Other Periods  | Other mailing lists  | Search  ]

Date:  [ Previous  | Next  ]      Thread:  [ Previous  | Next  ]      Index:  [ Author  | Date  | Thread  ]

[A-List] War is Bad for Logic



and Other Living Things

by Ted Rall

www.tedrall.com (September 18 2007)


"What non-violent antiwar activists are unable to realize", writes Peter
Gelderloos, "is that the most important resistance, probably the only
significant resistance, to the occupation of Iraq is the resistance
being waged by the Iraqi people themselves". This comes from a
relatively tangential passage in a thought-provoking book, How
Non-Violence Protects the State (South End Press, 2005), that will get a
more detailed look in a future column.

Although its appearance in The Nation guaranteed it would receive scant
notice, a July 30 essay by Alexander Cockburn was one of the first to
seriously address the most troubling internal contradiction of the
anti-Iraq War left. War, everyone knows, is a zero-sum game. For one
side to win, the other has to lose. If you "support our troops" you
hope, at minimum, for their safe return. But each day a US soldier
survives at the front means another day he will occupy Iraq and another
day he can kill Iraqi resistance forces. Supporting the troops, as
right-wingers say, requires supporting their mission. Which means
opposing the guys who are trying to kill them.

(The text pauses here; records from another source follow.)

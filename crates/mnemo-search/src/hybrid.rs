//! Hybrid search combining keyword and vector retrieval.
//!
//! Both branches run concurrently, each under its own deadline. A branch
//! that fails, panics or times out contributes nothing and the search
//! carries on with the other one. Vector hits pass through the similarity
//! pre-filter, both lists are fused with weighted RRF, and every surviving
//! result is re-read from the content store so callers always see the
//! current record rather than the indexed copy.

use std::future::Future;
use std::sync::Arc;
use std::time::{Duration, Instant};

use futures::future::join_all;
use tracing::{debug, info, instrument, warn};

use mnemo_core::{
    defaults, ContentStore, ContentType, Error, KeywordHit, KeywordIndex, Result, SearchCache,
    SearchRequest, SearchResponse, SearchResult, VectorIndex,
};

use crate::cache::search_cache_key;
use crate::filter::{similarity_prefilter, PrefilterConfig};
use crate::keyword::prepare_fts_query;
use crate::rrf::{rrf_fuse_with_k, RankedList};

/// Configuration for hybrid search.
#[derive(Debug, Clone)]
pub struct HybridSearchConfig {
    /// RRF constant.
    pub rrf_k: f32,
    /// Vector pre-filter thresholds.
    pub prefilter: PrefilterConfig,
    /// Each branch fetches `limit * overfetch` candidates.
    pub overfetch: usize,
    /// Upper bound on a request's limit.
    pub max_limit: usize,
    /// Deadline for each retrieval branch.
    pub branch_timeout: Duration,
    /// Lifetime of cached responses.
    pub cache_ttl: Duration,
    /// Cache key prefix.
    pub cache_prefix: String,
}

impl Default for HybridSearchConfig {
    fn default() -> Self {
        Self {
            rrf_k: defaults::RRF_K,
            prefilter: PrefilterConfig::default(),
            overfetch: defaults::SEARCH_OVERFETCH,
            max_limit: defaults::SEARCH_LIMIT_MAX,
            branch_timeout: Duration::from_secs(defaults::SEARCH_BRANCH_TIMEOUT_SECS),
            cache_ttl: Duration::from_secs(defaults::SEARCH_CACHE_TTL_SECS),
            cache_prefix: defaults::SEARCH_CACHE_PREFIX.to_string(),
        }
    }
}

impl HybridSearchConfig {
    /// Defaults overridden by `SEARCH_BRANCH_TIMEOUT_SECS` and
    /// `REDIS_CACHE_TTL`.
    pub fn from_env() -> Self {
        let mut config = Self::default();
        if let Some(secs) = env_u64("SEARCH_BRANCH_TIMEOUT_SECS") {
            config.branch_timeout = Duration::from_secs(secs);
        }
        if let Some(secs) = env_u64("REDIS_CACHE_TTL") {
            config.cache_ttl = Duration::from_secs(secs);
        }
        config
    }

    pub fn with_rrf_k(mut self, k: f32) -> Self {
        self.rrf_k = k;
        self
    }

    pub fn with_prefilter(mut self, prefilter: PrefilterConfig) -> Self {
        self.prefilter = prefilter;
        self
    }

    pub fn with_branch_timeout(mut self, timeout: Duration) -> Self {
        self.branch_timeout = timeout;
        self
    }

    pub fn with_cache_ttl(mut self, ttl: Duration) -> Self {
        self.cache_ttl = ttl;
        self
    }
}

fn env_u64(name: &str) -> Option<u64> {
    std::env::var(name).ok().and_then(|v| v.parse().ok())
}

/// Hybrid search engine over a vector index, a keyword index and the
/// authoritative content store.
pub struct HybridSearchEngine {
    vector: Arc<dyn VectorIndex>,
    keyword: Arc<dyn KeywordIndex>,
    store: Arc<dyn ContentStore>,
    cache: Option<Arc<dyn SearchCache>>,
    config: HybridSearchConfig,
}

impl HybridSearchEngine {
    pub fn new(
        vector: Arc<dyn VectorIndex>,
        keyword: Arc<dyn KeywordIndex>,
        store: Arc<dyn ContentStore>,
    ) -> Self {
        Self {
            vector,
            keyword,
            store,
            cache: None,
            config: HybridSearchConfig::default(),
        }
    }

    pub fn with_cache(mut self, cache: Arc<dyn SearchCache>) -> Self {
        self.cache = Some(cache);
        self
    }

    pub fn with_config(mut self, config: HybridSearchConfig) -> Self {
        self.config = config;
        self
    }

    pub fn config(&self) -> &HybridSearchConfig {
        &self.config
    }

    pub fn vector_index(&self) -> &Arc<dyn VectorIndex> {
        &self.vector
    }

    /// Clamp limit and weight into their valid ranges.
    fn normalize(&self, request: &SearchRequest) -> SearchRequest {
        let vector_weight = if request.vector_weight.is_finite() {
            request.vector_weight.clamp(0.0, 1.0)
        } else {
            defaults::VECTOR_WEIGHT
        };
        let mut content_types = request.content_types.clone();
        content_types.sort_unstable();
        content_types.dedup();
        SearchRequest {
            user_id: request.user_id,
            query: request.query.trim().to_string(),
            limit: request.limit.clamp(1, self.config.max_limit),
            vector_weight,
            content_types,
        }
    }

    /// Run a hybrid search for one user.
    #[instrument(skip(self, request), fields(
        subsystem = "search",
        component = "hybrid_search",
        op = "search",
        user_id = %request.user_id,
        limit = request.limit,
        vector_weight = request.vector_weight,
    ))]
    pub async fn search(&self, request: &SearchRequest) -> Result<SearchResponse> {
        let start = Instant::now();
        let request = self.normalize(request);

        if request.query.is_empty() {
            debug!("Empty query, nothing to search");
            return Ok(empty_response(start));
        }

        let cache_key = search_cache_key(&self.config.cache_prefix, &request);
        if let Some(mut cached) = self.cache_get(&cache_key).await {
            cached.cached = true;
            cached.elapsed_ms = start.elapsed().as_millis() as u64;
            info!(
                result_count = cached.results.len(),
                duration_ms = cached.elapsed_ms,
                "Hybrid search served from cache"
            );
            return Ok(cached);
        }

        let fetch = request.limit * self.config.overfetch.max(1);
        let vector_weight = request.vector_weight;
        let keyword_weight = request.keyword_weight();

        let vector_branch = async {
            if vector_weight <= 0.0 {
                return Vec::new();
            }
            let index = Arc::clone(&self.vector);
            let user_id = request.user_id;
            let query = request.query.clone();
            let types = request.content_types.clone();
            run_branch("vector", self.config.branch_timeout, async move {
                index.search_by_user(user_id, &query, fetch, &types).await
            })
            .await
        };

        let keyword_branch = async {
            if keyword_weight <= 0.0 {
                return Vec::new();
            }
            let index = Arc::clone(&self.keyword);
            let user_id = request.user_id;
            let query = prepare_fts_query(&request.query);
            let types = request.content_types.clone();
            run_branch("keyword", self.config.branch_timeout, async move {
                let hits = index.search(user_id, &query, &types, fetch).await?;
                Ok::<_, Error>(hits.into_iter().map(KeywordHit::into_result).collect())
            })
            .await
        };

        let (vector_results, keyword_results) = tokio::join!(vector_branch, keyword_branch);
        let vector_count = vector_results.len();
        let keyword_count = keyword_results.len();

        let vector_results = similarity_prefilter(vector_results, &self.config.prefilter);

        let fusion_start = Instant::now();
        let fused = rrf_fuse_with_k(
            vec![
                RankedList::new(vector_results, vector_weight),
                RankedList::new(keyword_results, keyword_weight),
            ],
            self.config.rrf_k,
            request.limit,
        );
        debug!(
            fusion_method = "rrf",
            result_count = fused.len(),
            duration_ms = fusion_start.elapsed().as_millis() as u64,
            "Fusion complete"
        );

        let results = self.enrich(request.user_id, fused).await;
        let response = SearchResponse {
            total_count: results.len(),
            results,
            elapsed_ms: start.elapsed().as_millis() as u64,
            cached: false,
        };

        self.cache_set(&cache_key, &response).await;

        info!(
            vector_hits = vector_count,
            keyword_hits = keyword_count,
            result_count = response.results.len(),
            duration_ms = response.elapsed_ms,
            "Hybrid search completed"
        );
        Ok(response)
    }

    /// Replace indexed copies with the current records.
    ///
    /// Results whose record no longer exists are dropped. If the store
    /// cannot be read the indexed copy is kept.
    async fn enrich(&self, user_id: uuid::Uuid, results: Vec<SearchResult>) -> Vec<SearchResult> {
        let lookups = results.into_iter().map(|result| {
            let store = Arc::clone(&self.store);
            async move {
                let content_type = result.document.content_type;
                if content_type == ContentType::Web {
                    return Some(result);
                }
                let content_id = result.document.content_id;
                match store.get_document(user_id, content_type, content_id).await {
                    Ok(Some(document)) => Some(SearchResult { document, ..result }),
                    Ok(None) => {
                        debug!(
                            content_type = %content_type,
                            content_id = %content_id,
                            "Dropping result for deleted record"
                        );
                        None
                    }
                    Err(e) => {
                        warn!(
                            content_type = %content_type,
                            content_id = %content_id,
                            error = %e,
                            "Content store lookup failed, keeping indexed copy"
                        );
                        Some(result)
                    }
                }
            }
        });
        join_all(lookups).await.into_iter().flatten().collect()
    }

    async fn cache_get(&self, key: &str) -> Option<SearchResponse> {
        let cache = self.cache.as_ref()?;
        match cache.get_json(key).await {
            Ok(Some(value)) => match serde_json::from_value(value) {
                Ok(response) => Some(response),
                Err(e) => {
                    warn!(error = %e, "Cached search response is unreadable");
                    None
                }
            },
            Ok(None) => None,
            Err(e) => {
                warn!(error = %e, "Search cache read failed");
                None
            }
        }
    }

    async fn cache_set(&self, key: &str, response: &SearchResponse) {
        let Some(cache) = self.cache.as_ref() else {
            return;
        };
        let value = match serde_json::to_value(response) {
            Ok(v) => v,
            Err(e) => {
                warn!(error = %e, "Search response serialization failed");
                return;
            }
        };
        if let Err(e) = cache.set_json(key, &value, self.config.cache_ttl).await {
            warn!(error = %e, "Search cache write failed");
        }
    }
}

fn empty_response(start: Instant) -> SearchResponse {
    SearchResponse {
        results: Vec::new(),
        total_count: 0,
        elapsed_ms: start.elapsed().as_millis() as u64,
        cached: false,
    }
}

/// Run one retrieval branch on its own task under a deadline.
///
/// Any failure yields an empty list.
async fn run_branch<F>(branch: &'static str, deadline: Duration, fut: F) -> Vec<SearchResult>
where
    F: Future<Output = Result<Vec<SearchResult>>> + Send + 'static,
{
    let start = Instant::now();
    let mut handle = tokio::spawn(fut);
    match tokio::time::timeout(deadline, &mut handle).await {
        Ok(Ok(Ok(results))) => {
            debug!(
                branch,
                hits = results.len(),
                duration_ms = start.elapsed().as_millis() as u64,
                "Retrieval branch complete"
            );
            results
        }
        Ok(Ok(Err(e))) => {
            warn!(branch, error = %e, "Retrieval branch failed, continuing without it");
            Vec::new()
        }
        Ok(Err(e)) => {
            warn!(branch, error = %e, "Retrieval branch panicked, continuing without it");
            Vec::new()
        }
        Err(_) => {
            handle.abort();
            warn!(
                branch,
                timeout_ms = deadline.as_millis() as u64,
                "Retrieval branch timed out, continuing without it"
            );
            Vec::new()
        }
    }
}

#[cfg(test)]
mod tests {
    use super::*;
    use uuid::Uuid;

    fn engine() -> HybridSearchEngine {
        let store = Arc::new(crate::memory::MemoryContentStore::new());
        let embedder = Arc::new(mnemo_inference::EmbeddingClient::new(
            Arc::new(mnemo_inference::mock::MockEmbeddingBackend::new()),
            Arc::new(mnemo_inference::RateLimiter::unlimited()),
        ));
        HybridSearchEngine::new(
            Arc::new(crate::memory::MemoryVectorIndex::new(embedder)),
            store.clone(),
            store,
        )
    }

    #[test]
    fn test_normalize_clamps_limit_and_weight() {
        let engine = engine();
        let request = SearchRequest::new(Uuid::nil(), "  query  ")
            .with_limit(1000)
            .with_vector_weight(1.5);
        let normalized = engine.normalize(&request);
        assert_eq!(normalized.limit, defaults::SEARCH_LIMIT_MAX);
        assert_eq!(normalized.vector_weight, 1.0);
        assert_eq!(normalized.query, "query");

        let zero = engine.normalize(&SearchRequest::new(Uuid::nil(), "q").with_limit(0));
        assert_eq!(zero.limit, 1);

        let nan = engine.normalize(&SearchRequest::new(Uuid::nil(), "q").with_vector_weight(f32::NAN));
        assert_eq!(nan.vector_weight, defaults::VECTOR_WEIGHT);
    }

    #[tokio::test]
    async fn test_empty_query_returns_no_results() {
        let response = engine()
            .search(&SearchRequest::new(Uuid::nil(), "   "))
            .await
            .unwrap();
        assert!(response.results.is_empty());
        assert_eq!(response.total_count, 0);
    }

    #[tokio::test(start_paused = true)]
    async fn test_run_branch_times_out() {
        let results = run_branch("slow", Duration::from_secs(1), async {
            tokio::time::sleep(Duration::from_secs(60)).await;
            Ok::<_, Error>(Vec::new())
        })
        .await;
        assert!(results.is_empty());
    }

    #[tokio::test]
    async fn test_run_branch_swallows_errors() {
        let results = run_branch("broken", Duration::from_secs(1), async {
            Err::<Vec<SearchResult>, _>(Error::Retrieval("index offline".to_string()))
        })
        .await;
        assert!(results.is_empty());
    }
}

Cockburn quoted antiwar activist Lawrence McGuire: "The grand taboo of
the antiwar movement is to show the slightest empathy for the resistance
fighters in Iraq. They are never mentioned as people for whom we should
show concern, much less admiration. But of course, if you are going to
sympathize with the US soldiers, who are fighting a war of aggression,
then surely you should also [my emphasis] sympathize with the soldiers
who are fighting for their homeland." (An intellectually honest person
would substitute "instead" for "also".)

It kills me to say this, but neocon madman William Kristol was correct
when he wrote in The Weekly Standard: "What mattered to the left was
that it was dangerous politically not to 'support the troops'. Of course
the antiwar left hated what the troops were doing ... So 'supporting the
troops' meant feeling sorry for them, or pretending to."

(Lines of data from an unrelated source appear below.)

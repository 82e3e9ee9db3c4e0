//! Token-bounded chunking for embedding input.
//!
//! Text is sanitized, split into sentences, and greedily packed into chunks
//! of at most `max_tokens` estimated tokens. Each new chunk is seeded with
//! the trailing words of the previous one so context carries across the
//! boundary.
//!
//! # Example
//!
//! ```rust,ignore
//! use mnemo_core::{ChunkerConfig, TextChunker};
//!
//! let chunker = TextChunker::new(ChunkerConfig::default());
//! for chunk in chunker.chunk(&long_note) {
//!     println!("#{} ({} tokens)", chunk.index, chunk.token_count);
//! }
//! ```

use crate::defaults;
use crate::models::Chunk;
use crate::text::sanitize_text;
use crate::tokenizer::{TokenCounter, Tokenizer};

/// Configuration for [`TextChunker`], in estimated tokens.
#[derive(Debug, Clone, PartialEq, Eq)]
pub struct ChunkerConfig {
    /// Maximum tokens per chunk.
    pub max_tokens: usize,
    /// Tokens of trailing context carried into the next chunk.
    pub overlap_tokens: usize,
    /// A trailing chunk under this is dropped (unless it is the only one).
    pub min_tokens: usize,
}

impl Default for ChunkerConfig {
    fn default() -> Self {
        Self {
            max_tokens: defaults::CHUNK_MAX_TOKENS,
            overlap_tokens: defaults::CHUNK_OVERLAP_TOKENS,
            min_tokens: defaults::CHUNK_MIN_TOKENS,
        }
    }
}

impl ChunkerConfig {
    /// Config with the given maximum and a 10% overlap.
    pub fn with_max_tokens(max_tokens: usize) -> Self {
        Self {
            max_tokens,
            overlap_tokens: max_tokens / 10,
            ..Default::default()
        }
    }

    pub fn overlap(mut self, overlap_tokens: usize) -> Self {
        self.overlap_tokens = overlap_tokens;
        self
    }

    pub fn min(mut self, min_tokens: usize) -> Self {
        self.min_tokens = min_tokens;
        self
    }
}

/// Sentence-packing chunker driven by [`TokenCounter`] estimates.
#[derive(Debug, Clone, Default)]
pub struct TextChunker {
    config: ChunkerConfig,
    counter: TokenCounter,
}

/// A piece of text with its pre-margin token weight.
#[derive(Debug, Clone)]
struct Piece {
    text: String,
    weight: u64,
}

impl TextChunker {
    pub fn new(config: ChunkerConfig) -> Self {
        Self {
            config,
            counter: TokenCounter,
        }
    }

    pub fn config(&self) -> &ChunkerConfig {
        &self.config
    }

    /// Sanitize and chunk `text`.
    ///
    /// Text shorter than `min_tokens` as a whole still yields one chunk.
    pub fn chunk(&self, text: &str) -> Vec<Chunk> {
        let clean = sanitize_text(text);
        if clean.is_empty() {
            return Vec::new();
        }

        let cap = self.counter.weight_budget(self.config.max_tokens.max(1));
        let overlap_cap = self
            .counter
            .weight_budget(self.config.overlap_tokens.min(self.config.max_tokens));

        let mut units = Vec::new();
        for sentence in split_sentences(&clean) {
            let piece = self.piece(sentence);
            if piece.weight <= cap {
                units.push(piece);
            } else {
                units.extend(self.hard_split(&piece.text, cap));
            }
        }

        let mut packer = Packer::new(cap, overlap_cap, self.config.min_tokens, self.counter);
        for unit in units {
            packer.push_unit(unit);
        }
        let mut texts = packer.finish();

        if texts.len() > 1 {
            if let Some(last) = texts.last() {
                if self.counter.count_tokens(last) < self.config.min_tokens {
                    texts.pop();
                }
            }
        }

        texts
            .into_iter()
            .enumerate()
            .map(|(index, text)| Chunk {
                token_count: self.counter.count_tokens(&text),
                char_count: text.chars().count(),
                text,
                index,
            })
            .collect()
    }

    fn piece(&self, text: &str) -> Piece {
        Piece {
            text: text.to_string(),
            weight: self.counter.weight(text),
        }
    }

    /// Split an oversized sentence into word groups that each fit `cap`.
    fn hard_split(&self, sentence: &str, cap: u64) -> Vec<Piece> {
        let mut groups = Vec::new();
        let mut current: Vec<String> = Vec::new();
        let mut current_weight = 0u64;

        for word in sentence.split_whitespace() {
            for part in self.split_long_word(word, cap) {
                if !current.is_empty() && current_weight + part.weight > cap {
                    groups.push(Piece {
                        text: current.join(" "),
                        weight: current_weight,
                    });
                    current.clear();
                    current_weight = 0;
                }
                current_weight += part.weight;
                current.push(part.text);
            }
        }
        if !current.is_empty() {
            groups.push(Piece {
                text: current.join(" "),
                weight: current_weight,
            });
        }
        groups
    }

    /// A single word above `cap` is cut into fixed character windows.
    fn split_long_word(&self, word: &str, cap: u64) -> Vec<Piece> {
        let piece = self.piece(word);
        if piece.weight <= cap {
            return vec![piece];
        }
        let window = (self.config.max_tokens / 2).max(1);
        let chars: Vec<char> = word.chars().collect();
        chars
            .chunks(window)
            .map(|w| self.piece(&w.iter().collect::<String>()))
            .collect()
    }
}

/// Greedy packer holding the chunk under construction.
struct Packer {
    cap: u64,
    overlap_cap: u64,
    min_tokens: usize,
    counter: TokenCounter,
    chunks: Vec<String>,
    current: Vec<Piece>,
    current_weight: u64,
    /// Weight of the overlap seed at the head of `current`.
    seed_weight: u64,
}

impl Packer {
    fn new(cap: u64, overlap_cap: u64, min_tokens: usize, counter: TokenCounter) -> Self {
        Self {
            cap,
            overlap_cap,
            min_tokens,
            counter,
            chunks: Vec::new(),
            current: Vec::new(),
            current_weight: 0,
            seed_weight: 0,
        }
    }

    fn push_unit(&mut self, unit: Piece) {
        if self.current_weight + unit.weight <= self.cap {
            self.append(unit);
            return;
        }

        // Closing now would leave an undersized chunk; fill it word by word.
        let words: Vec<&str> = unit.text.split_whitespace().collect();
        let undersized = self.counter.tokens_for_weight(self.current_weight) < self.min_tokens;
        if undersized && words.len() > 1 {
            for word in words {
                let piece = Piece {
                    text: word.to_string(),
                    weight: self.counter.weight(word),
                };
                if self.current_weight + piece.weight > self.cap {
                    self.close_and_seed(piece.weight);
                }
                self.append(piece);
            }
            return;
        }

        self.close_and_seed(unit.weight);
        self.append(unit);
    }

    fn append(&mut self, piece: Piece) {
        self.current_weight += piece.weight;
        self.current.push(piece);
    }

    /// Close the current chunk and seed the next with its trailing words,
    /// leaving room for `incoming` weight.
    fn close_and_seed(&mut self, incoming: u64) {
        if self.current.is_empty() {
            return;
        }
        let budget = self.overlap_cap.min(self.cap.saturating_sub(incoming));

        let closed = std::mem::take(&mut self.current);
        let text = closed
            .iter()
            .map(|p| p.text.as_str())
            .collect::<Vec<_>>()
            .join(" ");

        let mut tail: Vec<&str> = Vec::new();
        let mut tail_weight = 0u64;
        for word in text.split_whitespace().rev() {
            let w = self.counter.weight(word);
            if tail_weight + w > budget {
                break;
            }
            tail_weight += w;
            tail.push(word);
        }
        tail.reverse();

        self.chunks.push(text.clone());
        self.current_weight = 0;
        self.seed_weight = 0;
        if !tail.is_empty() {
            self.append(Piece {
                text: tail.join(" "),
                weight: tail_weight,
            });
            self.seed_weight = tail_weight;
        }
    }

    fn finish(mut self) -> Vec<String> {
        if self.current_weight > self.seed_weight || self.chunks.is_empty() {
            let text = self
                .current
                .iter()
                .map(|p| p.text.as_str())
                .collect::<Vec<_>>()
                .join(" ");
            if !text.is_empty() {
                self.chunks.push(text);
            }
        }
        self.chunks
    }
}

/// Split sanitized text into sentences on `.`, `!`, `?` followed by
/// whitespace (or end of text) and on newlines.
fn split_sentences(text: &str) -> Vec<&str> {
    let mut sentences = Vec::new();
    let mut start = 0;
    let mut chars = text.char_indices().peekable();

    while let Some((i, c)) = chars.next() {
        let end = match c {
            '\n' => Some((i, i + 1)),
            '.' | '!' | '?' => match chars.peek() {
                None => Some((i + 1, i + 1)),
                Some((_, next)) if next.is_whitespace() => Some((i + 1, i + 1)),
                _ => None,
            },
            _ => None,
        };
        if let Some((stop, resume)) = end {
            let sentence = text[start..stop].trim();
            if !sentence.is_empty() {
                sentences.push(sentence);
            }
            start = resume;
        }
    }
    let rest = text[start..].trim();
    if !rest.is_empty() {
        sentences.push(rest);
    }
    sentences
}

/// Chunk with the default configuration.
pub fn chunk_text(text: &str) -> Vec<Chunk> {
    TextChunker::default().chunk(text)
}

/// Cap `text` at `max_chars` characters before an embedding request.
///
/// When a sentence boundary falls within the last 20% of the cut, the text
/// ends there instead of mid-sentence.
pub fn truncate_for_embedding(text: &str, max_chars: usize) -> String {
    if text.chars().count() <= max_chars {
        return text.to_string();
    }
    let cut_byte = text
        .char_indices()
        .nth(max_chars)
        .map(|(i, _)| i)
        .unwrap_or(text.len());
    let cut = &text[..cut_byte];

    let window_start = (max_chars as f64 * (1.0 - defaults::EMBED_SENTENCE_WINDOW)) as usize;
    let mut boundary = None;
    let mut chars = cut.char_indices().enumerate().peekable();
    while let Some((pos, (i, c))) = chars.next() {
        if matches!(c, '.' | '!' | '?') {
            let at_break = match chars.peek() {
                None => true,
                Some((_, (_, next))) => next.is_whitespace(),
            };
            if at_break && pos + 1 >= window_start {
                boundary = Some(i + c.len_utf8());
            }
        }
    }

    match boundary {
        Some(end) => cut[..end].trim_end().to_string(),
        None => cut.trim_end().to_string(),
    }
}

The 2004 discussion over US soldiers who bought their own body plates,
and resorted to "hillbilly armor" to protect their Humvees from roadside
bombs, was a case in point. Antiwar pundits, including me, tried to
drive a wedge between the Bush Administration and the military by
pointing out that the Pentagon was pinching pennies at the expense of
soldiers' lives. But what if you're an Iraqi? You risk your own life
every time you place an IED along the "Highway of Death" between Baghdad
and the airport. The more Americans you blow up, the closer you come to
achieving your goal of liberating Iraq. The last thing you need is
"antiwar" Americans agitating for stronger armor plates!

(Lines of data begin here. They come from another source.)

impl KeywordHit {
    /// Caller-facing score: the native rank negated and clamped at zero.
    pub fn score(&self) -> f32 {
        (-self.rank).max(0.0) as f32
    }

    pub fn into_result(self) -> SearchResult {
        let score = self.score();
        let highlights = if self.snippet.trim().is_empty() {
            Vec::new()
        } else {
            vec![self.snippet]
        };
        SearchResult {
            document: self.document,
            score,
            match_type: MatchType::Keyword,
            highlights,
        }
    }
}

/// A hybrid search request.
#[derive(Debug, Clone, PartialEq, Serialize, Deserialize)]
pub struct SearchRequest {
    pub user_id: Uuid,
    pub query: String,
    pub limit: usize,
    pub vector_weight: f32,
    /// Empty means every content type.
    #[serde(default)]
    pub content_types: Vec<ContentType>,
}

impl SearchRequest {
    pub fn new(user_id: Uuid, query: impl Into<String>) -> Self {
        Self {
            user_id,
            query: query.into(),
            limit: crate::defaults::SEARCH_LIMIT,
            vector_weight: crate::defaults::VECTOR_WEIGHT,
            content_types: Vec::new(),
        }
    }

    /// Set the result limit.
    pub fn with_limit(mut self, limit: usize) -> Self {
        self.limit = limit;
        self
    }

    /// Set the vector branch weight (keyword weight is `1 - weight`).
    pub fn with_vector_weight(mut self, weight: f32) -> Self {
        self.vector_weight = weight;
        self
    }

    /// Restrict results to the given content types.
    pub fn with_content_types(mut self, content_types: Vec<ContentType>) -> Self {
        self.content_types = content_types;
        self
    }

    /// Keyword branch weight.
    pub fn keyword_weight(&self) -> f32 {
        1.0 - self.vector_weight
    }
}
//! # mnemo-search
//!
//! Hybrid retrieval for mnemo.
//!
//! This crate provides:
//! - [`HybridSearchEngine`]: concurrent keyword and vector retrieval fused
//!   with weighted RRF, enriched from the content store, optionally cached
//! - [`similarity_prefilter`]: cuts weak vector matches before fusion
//! - [`prepare_fts_query`]: free text to safe prefix-term queries
//! - [`Indexer`]: backfill, per-record sync and user wipe
//! - [`RedisSearchCache`]: Redis-backed response cache
//! - In-memory index, store and cache implementations in [`memory`]

pub mod cache;
pub mod filter;
pub mod hybrid;
pub mod indexer;
pub mod keyword;
pub mod memory;
pub mod rrf;

pub use cache::{search_cache_key, RedisSearchCache};
pub use filter::{similarity_prefilter, PrefilterConfig};
pub use hybrid::{HybridSearchConfig, HybridSearchEngine};
pub use indexer::Indexer;
pub use keyword::{prefix_terms, prepare_fts_query};
pub use memory::{cosine_similarity, MemoryContentStore, MemorySearchCache, MemoryVectorIndex};
pub use rrf::{rrf_fuse, rrf_fuse_with_k, RankedList, RRF_K};
//! OpenAI-compatible API request and response types.

use serde::{Deserialize, Serialize};

// =============================================================================
// EMBEDDING TYPES
// =============================================================================

/// Request body for the embeddings endpoint.
///
/// `input_type` is the NVIDIA NIM extension for asymmetric models; plain
/// OpenAI endpoints ignore unknown fields.
#[derive(Debug, Serialize)]
pub struct EmbeddingRequest {
    pub model: String,
    pub input: Vec<String>,
    #[serde(skip_serializing_if = "Option::is_none")]
    pub input_type: Option<String>,
    #[serde(skip_serializing_if = "Option::is_none")]
    pub encoding_format: Option<String>,
    #[serde(skip_serializing_if = "Option::is_none")]
    pub truncate: Option<String>,
}

/// Response from the embeddings endpoint.
#[derive(Debug, Deserialize)]
pub struct EmbeddingResponse {
    pub data: Vec<EmbeddingData>,
    #[serde(default)]
    pub model: Option<String>,
}

/// Single embedding data point.
#[derive(Debug, Deserialize)]
pub struct EmbeddingData {
    pub embedding: Vec<f32>,
    pub index: usize,
}

// =============================================================================
// CHAT COMPLETION TYPES
// =============================================================================

/// Request body for chat completions endpoint.
#[derive(Debug, Serialize)]
pub struct ChatCompletionRequest {
    pub model: String,
    pub messages: Vec<ChatMessage>,
    #[serde(skip_serializing_if = "Option::is_none")]
    pub temperature: Option<f32>,
    #[serde(skip_serializing_if = "Option::is_none")]
    pub max_tokens: Option<u32>,
}

/// A single chat message.
#[derive(Debug, Clone, Serialize, Deserialize)]
pub struct ChatMessage {
    pub role: String,
    #[serde(default)]
    pub content: Option<String>,
}

/// Response from chat completions endpoint.
#[derive(Debug, Deserialize)]
pub struct ChatCompletionResponse {
    #[serde(default)]
    pub id: Option<String>,
    pub choices: Vec<ChatChoice>,
}

/// Single chat completion choice.
#[derive(Debug, Deserialize)]
pub struct ChatChoice {
    pub message: ChatMessage,
    #[serde(default)]
    pub finish_reason: Option<String>,
}

// =============================================================================
// ERROR TYPES
// =============================================================================

/// Pull `(type, message)` out of an OpenAI-style error body.
pub fn extract_error(body: &serde_json::Value) -> Option<(String, String)> {
    let error = body.get("error")?;
    let message = error.get("message")?.as_str()?.to_string();
    let error_type = error
        .get("type")
        .and_then(|t| t.as_str())
        .or_else(|| error.get("code").and_then(|c| c.as_str()))
        .unwrap_or("unknown")
        .to_string();
    Some((error_type, message))
}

A parallel to World War II, "the good war" depicted in countless movies,
is useful. You're a German citizen living in Berlin, and you hate the
Nazis. You're against the war. Do you pray for the SS? Or the French
Resistance? You can't do both. (Well, you could - but you'd be an idiot.)

The moral quandary forced upon the left is epitomized by Phyllis Bennis,
an in-the-box wonk for the Institute for Policy Studies. "Certainly",
she allows, "the Iraqi people have the right to resist an illegal
occupation, including military resistance". Which is, as they said in
the 1970s, mighty white of her. "But as a whole", she continues, "what
is understood to be 'the Iraqi resistance' against the US occupation is
a disaggregated and diverse set of largely unconnected factions, in
which the various often-antagonistic armed movements (including some who
attack Iraqi civilians as much as they do occupation troops) hold pride
of place. There is no unified leadership that can speak for 'the
resistance', there is no NLF or ANC or FMLN that can claim real
leadership and is accountable to the Iraqi population as a whole."

For most of World War II, the same was true of the French Resistance
(history grants them the upper-case "R") too. Communists, socialists and
even monarchists fought the Germans - and each other - until Charles de
Gaulle's center-right faction prodded, bullied and ultimately muscled
out his (more popular and more progressive) rivals. There were, as in
Iraq today, French criminal gangs who fought solely for money. If this
was 1943 and Bennis and other mainstream liberals were anti-Nazi
Germans, would they "support what is called 'the French resistance'"?

As their Iraqi counterparts do today, the Free French carried out what
the press of the period called "terrorist attacks". Kidnappings,
assassinations and bombings were usually directed at government
officials, German troops, and French collaborators - but civilians were
also killed. So why does the antiwar left find the Iraqis distasteful?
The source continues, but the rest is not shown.